***** Data to examine

mod config;
mod db;
mod errors;
mod extract;
mod models;
mod routes;
mod scoring;
mod session;
mod state;
mod store;

use anyhow::Result;
use std::net::SocketAddr;
use std::sync::Arc;
use tower_http::{cors::CorsLayer, trace::TraceLayer};
use tracing::info;
use tracing_subscriber::{layer::SubscriberExt, util::SubscriberInitExt, EnvFilter};

use crate::config::Config;
use crate::db::create_pool;
use crate::routes::build_router;
use crate::scoring::TfidfScorer;
use crate::session::SessionStore;
use crate::state::AppState;

#[tokio::main]
async fn main() -> Result<()> {
    // Load configuration first
    let config = Config::from_env()?;

    // Initialize structured logging
    tracing_subscriber::registry()
        .with(EnvFilter::try_from_default_env().unwrap_or_else(|_| {
            EnvFilter::new(format!("{}={}", env!("CARGO_PKG_NAME"), &config.rust_log))
        }))
        .with(tracing_subscriber::fmt::layer())
        .init();

    info!("Starting ResumeMatch API v{}", env!("CARGO_PKG_VERSION"));

    // Initialize SQLite (creates the database file and schema on first run)
    let db = create_pool(&config.database_url).await?;

    // Initialize match scorer (TfidfScorer is the only backend today)
    let scorer = Arc::new(TfidfScorer);

    // Build app state
    let state = AppState {
        db,
        config: config.clone(),
        scorer,
        sessions: SessionStore::default(),
    };

    // Build router
    let app = build_router(state)
        .layer(TraceLayer::new_for_http())
        .layer(CorsLayer::permissive()); // TODO: tighten CORS in production

    let addr: SocketAddr = format!("0.0.0.0:{}", config.port).parse()?;
    info!("Listening on {addr}");

    let listener = tokio::net::TcpListener::bind(addr).await?;
    axum::serve(listener, app).await?;

    Ok(())
}
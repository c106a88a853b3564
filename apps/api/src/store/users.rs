use sqlx::SqlitePool;
use tracing::info;

use crate::errors::AppError;
use crate::models::user::{Role, User};

/// Creates a user and returns the assigned id.
/// A duplicate email surfaces as `AppError::DuplicateEmail`; the original
/// row is left untouched.
pub async fn create_user(
    pool: &SqlitePool,
    name: &str,
    email: &str,
    password: &str,
    role: Role,
) -> Result<i64, AppError> {
    let result = sqlx::query("INSERT INTO users (name, email, password, role) VALUES (?, ?, ?, ?)")
        .bind(name)
        .bind(email)
        .bind(password)
        .bind(role)
        .execute(pool)
        .await;

    match result {
        Ok(done) => {
            let id = done.last_insert_rowid();
            info!("Created user {id} ({email})");
            Ok(id)
        }
        Err(sqlx::Error::Database(db)) if db.is_unique_violation() => {
            Err(AppError::DuplicateEmail)
        }
        Err(e) => Err(e.into()),
    }
}

/// Looks a user up by email and password. `None` means the credentials did
/// not match; that is an expected outcome, not a fault.
///
/// The comparison is verbatim against the stored value.
pub async fn authenticate(
    pool: &SqlitePool,
    email: &str,
    password: &str,
) -> Result<Option<User>, AppError> {
    Ok(
        sqlx::query_as::<_, User>("SELECT * FROM users WHERE email = ? AND password = ?")
            .bind(email)
            .bind(password)
            .fetch_optional(pool)
            .await?,
    )
}

pub async fn find_by_id(pool: &SqlitePool, user_id: i64) -> Result<Option<User>, AppError> {
    Ok(sqlx::query_as::<_, User>("SELECT * FROM users WHERE id = ?")
        .bind(user_id)
        .fetch_optional(pool)
        .await?)
}

/// Updates the display name, the only mutable user field.
pub async fn update_name(pool: &SqlitePool, user_id: i64, name: &str) -> Result<(), AppError> {
    sqlx::query("UPDATE users SET name = ? WHERE id = ?")
        .bind(name)
        .bind(user_id)
        .execute(pool)
        .await?;
    Ok(())
}

#[cfg(test)]
mod tests {
    use super::*;
    use crate::store::testing;

    #[tokio::test]
    async fn test_create_and_authenticate_user() {
        let pool = testing::pool().await;
        let id = create_user(&pool, "Ada", "ada@example.com", "hunter2", Role::JobSeeker)
            .await
            .unwrap();

        let user = authenticate(&pool, "ada@example.com", "hunter2")
            .await
            .unwrap()
            .expect("credentials should match");
        assert_eq!(user.id, id);
        assert_eq!(user.name, "Ada");
        assert_eq!(user.role, Role::JobSeeker);
    }

    #[tokio::test]
    async fn test_duplicate_email_fails_and_first_user_survives() {
        let pool = testing::pool().await;
        create_user(&pool, "Ada", "ada@example.com", "hunter2", Role::JobSeeker)
            .await
            .unwrap();

        let err = create_user(&pool, "Eve", "ada@example.com", "other", Role::JobSeeker)
            .await
            .unwrap_err();
        assert!(matches!(err, AppError::DuplicateEmail));

        // First registration is still queryable.
        let user = authenticate(&pool, "ada@example.com", "hunter2")
            .await
            .unwrap();
        assert!(user.is_some());
        assert_eq!(user.unwrap().name, "Ada");
    }

    #[tokio::test]
    async fn test_wrong_password_returns_none() {
        let pool = testing::pool().await;
        create_user(&pool, "Ada", "ada@example.com", "hunter2", Role::JobSeeker)
            .await
            .unwrap();

        let user = authenticate(&pool, "ada@example.com", "wrong").await.unwrap();
        assert!(user.is_none());
    }

    #[tokio::test]
    async fn test_unknown_email_returns_none() {
        let pool = testing::pool().await;
        let user = authenticate(&pool, "ghost@example.com", "any").await.unwrap();
        assert!(user.is_none());
    }

    #[tokio::test]
    async fn test_update_name_persists() {
        let pool = testing::pool().await;
        let id = create_user(&pool, "Ada", "ada@example.com", "hunter2", Role::PlacementStaff)
            .await
            .unwrap();

        update_name(&pool, id, "Ada Lovelace").await.unwrap();

        let user = find_by_id(&pool, id).await.unwrap().unwrap();
        assert_eq!(user.name, "Ada Lovelace");
        assert_eq!(user.role, Role::PlacementStaff);
    }
}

**********

» **Requirement**:
All entries above must be reproduced without a single change.

» **Problem solution**:
mod config;
mod db;
mod errors;
mod extract;
mod models;
mod routes;
mod scoring;
mod session;
mod state;
mod store;

use anyhow::Result;
use std::net::SocketAddr;
use std::sync::Arc;
use tower_http::{cors::CorsLayer, trace::TraceLayer};
use tracing::info;
use tracing_subscriber::{layer::SubscriberExt, util::SubscriberInitExt, EnvFilter};

use crate::config::Config;
use crate::db::create_pool;
use crate::routes::build_router;
use crate::scoring::TfidfScorer;
use crate::session::SessionStore;
use crate::state::AppState;

#[tokio::main]
async fn main() -> Result<()> {
    // Load configuration first
    let config = Config::from_env()?;

    // Initialize structured logging
    tracing_subscriber::registry()
        .with(EnvFilter::try_from_default_env().unwrap_or_else(|_| {
            EnvFilter::new(format!("{}={}", env!("CARGO_PKG_NAME"), &config.rust_log))
        }))
        .with(tracing_subscriber::fmt::layer())
        .init();

    info!("Starting ResumeMatch API v{}", env!("CARGO_PKG_VERSION"));

    // Initialize SQLite (creates the database file and schema on first run)
    let db = create_pool(&config.database_url).await?;

    // Initialize match scorer (TfidfScorer is the only backend today)
    let scorer = Arc::new(TfidfScorer);

    // Build app state
    let state = AppState {
        db,
        config: config.clone(),
        scorer,
        sessions: SessionStore::default(),
    };

    // Build router
    let app = build_router(state)
        .layer(TraceLayer::new_for_http())
        .layer(CorsLayer::permissive()); // TODO: tighten CORS in production

    let addr: SocketAddr = format!("0.0.0.0:{}", config.port).parse()?;
    info!("Listening on {addr}");

    let listener = tokio::net::TcpListener::bind(addr).await?;
    axum::serve(listener, app).await?;

    Ok(())
}
repository c106a88a853b3564
filename apps/api/src/store/users.rs
use sqlx::SqlitePool;
use tracing::info;

use crate::errors::AppError;
use crate::models::user::{Role, User};

/// Creates a user and returns the assigned id.
/// A duplicate email surfaces as `AppError::DuplicateEmail`; the original
/// row is left untouched.
pub async fn create_user(
    pool: &SqlitePool,
    name: &str,
    email: &str,
    password: &str,
    role: Role,
) -> Result<i64, AppError> {
    let result = sqlx::query("INSERT INTO users (name, email, password, role) VALUES (?, ?, ?, ?)")
        .bind(name)
        .bind(email)
        .bind(password)
        .bind(role)
        .execute(pool)
        .await;

    match result {
        Ok(done) => {
            let id = done.last_insert_rowid();
            info!("Created user {id} ({email})");
            Ok(id)
        }
        Err(sqlx::Error::Database(db)) if db.is_unique_violation() => {
            Err(AppError::DuplicateEmail)
        }
        Err(e) => Err(e.into()),
    }
}

/// Looks a user up by email and password. `None` means the credentials did
/// not match; that is an expected outcome, not a fault.
///
/// The comparison is verbatim against the stored value.
pub async fn authenticate(
    pool: &SqlitePool,
    email: &str,
    password: &str,
) -> Result<Option<User>, AppError> {
    Ok(
        sqlx::query_as::<_, User>("SELECT * FROM users WHERE email = ? AND password = ?")
            .bind(email)
            .bind(password)
            .fetch_optional(pool)
            .await?,
    )
}

pub async fn find_by_id(pool: &SqlitePool, user_id: i64) -> Result<Option<User>, AppError> {
    Ok(sqlx::query_as::<_, User>("SELECT * FROM users WHERE id = ?")
        .bind(user_id)
        .fetch_optional(pool)
        .await?)
}

/// Updates the display name, the only mutable user field.
pub async fn update_name(pool: &SqlitePool, user_id: i64, name: &str) -> Result<(), AppError> {
    sqlx::query("UPDATE users SET name = ? WHERE id = ?")
        .bind(name)
        .bind(user_id)
        .execute(pool)
        .await?;
    Ok(())
}

#[cfg(test)]
mod tests {
    use super::*;
    use crate::store::testing;

    #[tokio::test]
    async fn test_create_and_authenticate_user() {
        let pool = testing::pool().await;
        let id = create_user(&pool, "Ada", "ada@example.com", "hunter2", Role::JobSeeker)
            .await
            .unwrap();

        let user = authenticate(&pool, "ada@example.com", "hunter2")
            .await
            .unwrap()
            .expect("credentials should match");
        assert_eq!(user.id, id);
        assert_eq!(user.name, "Ada");
        assert_eq!(user.role, Role::JobSeeker);
    }

    #[tokio::test]
    async fn test_duplicate_email_fails_and_first_user_survives() {
        let pool = testing::pool().await;
        create_user(&pool, "Ada", "ada@example.com", "hunter2", Role::JobSeeker)
            .await
            .unwrap();

        let err = create_user(&pool, "Eve", "ada@example.com", "other", Role::JobSeeker)
            .await
            .unwrap_err();
        assert!(matches!(err, AppError::DuplicateEmail));

        // First registration is still queryable.
        let user = authenticate(&pool, "ada@example.com", "hunter2")
            .await
            .unwrap();
        assert!(user.is_some());
        assert_eq!(user.unwrap().name, "Ada");
    }

    #[tokio::test]
    async fn test_wrong_password_returns_none() {
        let pool = testing::pool().await;
        create_user(&pool, "Ada", "ada@example.com", "hunter2", Role::JobSeeker)
            .await
            .unwrap();

        let user = authenticate(&pool, "ada@example.com", "wrong").await.unwrap();
        assert!(user.is_none());
    }

    #[tokio::test]
    async fn test_unknown_email_returns_none() {
        let pool = testing::pool().await;
        let user = authenticate(&pool, "ghost@example.com", "any").await.unwrap();
        assert!(user.is_none());
    }

    #[tokio::test]
    async fn test_update_name_persists() {
        let pool = testing::pool().await;
        let id = create_user(&pool, "Ada", "ada@example.com", "hunter2", Role::PlacementStaff)
            .await
            .unwrap();

        update_name(&pool, id, "Ada Lovelace").await.unwrap();

        let user = find_by_id(&pool, id).await.unwrap().unwrap();
        assert_eq!(user.name, "Ada Lovelace");
        assert_eq!(user.role, Role::PlacementStaff);
    }
}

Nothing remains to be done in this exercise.